Proof. Let $J$ be an ideal of $R/I$, and let $K=\{r\in R\mid r+I\in J\}$ be the pullback of $J$ to $R$. Since $R$ is a principal ideal ring, we know that there exists $a\in R$ such that $K=(a)$. I claim that $(a+I) = J$.

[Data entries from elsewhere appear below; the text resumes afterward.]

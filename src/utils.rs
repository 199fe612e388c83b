//! Utility functions for timestamp parsing, log shaping and file system checks.
//!
//! - Parsing the listing's age attribute into an absolute instant
//! - Truncating page bodies before they reach the log
//! - Validating output directories before a run starts

use chrono::{DateTime, NaiveDateTime, Utc};
use std::error::Error;
use std::fs as stdfs;
use std::path::Path;
use tokio::fs;
use tracing::{info, instrument};

const AGE_ISO_FORMAT: &str = "%Y-%m-%dT%H:%M:%S";

/// Parse an age marker's `title` attribute.
///
/// The attribute reads `"2025-05-06T10:00:00 1746525600"`: a naive ISO-8601
/// UTC time followed by the same instant in unix seconds. Older markup only
/// carries the ISO part. The unix part wins when both are present.
///
/// # Returns
///
/// `None` if neither part can be read.
///
/// # Examples
///
/// ```ignore
/// let t = parse_age_attr("2025-05-06T10:00:00").unwrap();
/// assert_eq!(t.to_rfc3339(), "2025-05-06T10:00:00+00:00");
/// ```
pub fn parse_age_attr(value: &str) -> Option<DateTime<Utc>> {
    let mut parts = value.split_whitespace();
    let iso = parts.next()?;

    if let Some(secs) = parts.next().and_then(|s| s.parse::<i64>().ok()) {
        return DateTime::from_timestamp(secs, 0);
    }

    NaiveDateTime::parse_from_str(iso, AGE_ISO_FORMAT)
        .ok()
        .map(|naive| naive.and_utc())
}

/// Truncate a string for logging purposes.
///
/// Long strings are cut at the last char boundary at or below `max` bytes and
/// get `"…(+N bytes)"` appended.
pub fn truncate_for_log(s: &str, max: usize) -> String {
    if s.len() <= max {
        return s.to_string();
    }
    let mut cut = max;
    while !s.is_char_boundary(cut) {
        cut -= 1;
    }
    format!("{}…(+{} bytes)", &s[..cut], s.len() - cut)
}

/// Ensure a directory exists and is writable.
///
/// Creates the directory if needed, then writes and removes a probe file.
///
/// # Errors
///
/// Returns an error if the directory cannot be created or written to.
#[instrument(level = "info", skip_all, fields(path = %path.display()))]
pub async fn ensure_writable_dir(path: &Path) -> Result<(), Box<dyn Error>> {
    fs::create_dir_all(path).await?;

    let probe_path = path.join("..__probe_write__");
    stdfs::File::create(&probe_path)?;
    let _ = stdfs::remove_file(&probe_path);
    info!("Output directory is writable");
    Ok(())
}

Since $a\in K$, then $a+I\in J$, so $(a+I)\subseteq J$. Conversely, let $x\in J$. Then $x=r+I$ for some $r\in R$, and hence $r\in K$. Therefore, $r\in (a)$, so we can write $r$ as (note that I’m not assuming $R$ is commutative or has a unity): $$r = na + xa + ay + \sum_{i=1}^m x_iay_i$$ where $n\in\mathbb{Z}$, $m\in\mathbb{N}$, $x,y,x_i,y_i\in R$. Then $$\begin{align*} x &= r+I\\ &= (na + xa + ay + \sum_{i=1}^mx_iay_i) + I\\ &= n(a+I) + (x+I)(a+I) + (a+I)(y+I)\\ &\qquad + \sum_{i=1}^m (x_i+I)(a+I)(y_i+I) \end{align*}$$ which lies in $(a+I)$. Thus, $J\subseteq (a+I)$, proving the desired equality.~$\Box$

Thus, since $\mathbb{Z}$ is a PID, hence a principal ideal ring, it follows that for any $n$, $\mathbb{Z}/n\mathbb{Z}$ is always a principal ideal ring.

In particular, $\mathbb{Z}/n\mathbb{Z}$ is a principal ideal domain if and only if it is a domain. And this happens if and only if $n\mathbb{Z}$ is a prime ideal of $\mathbb{Z}$, which happens if and only if $n$ is a prime number.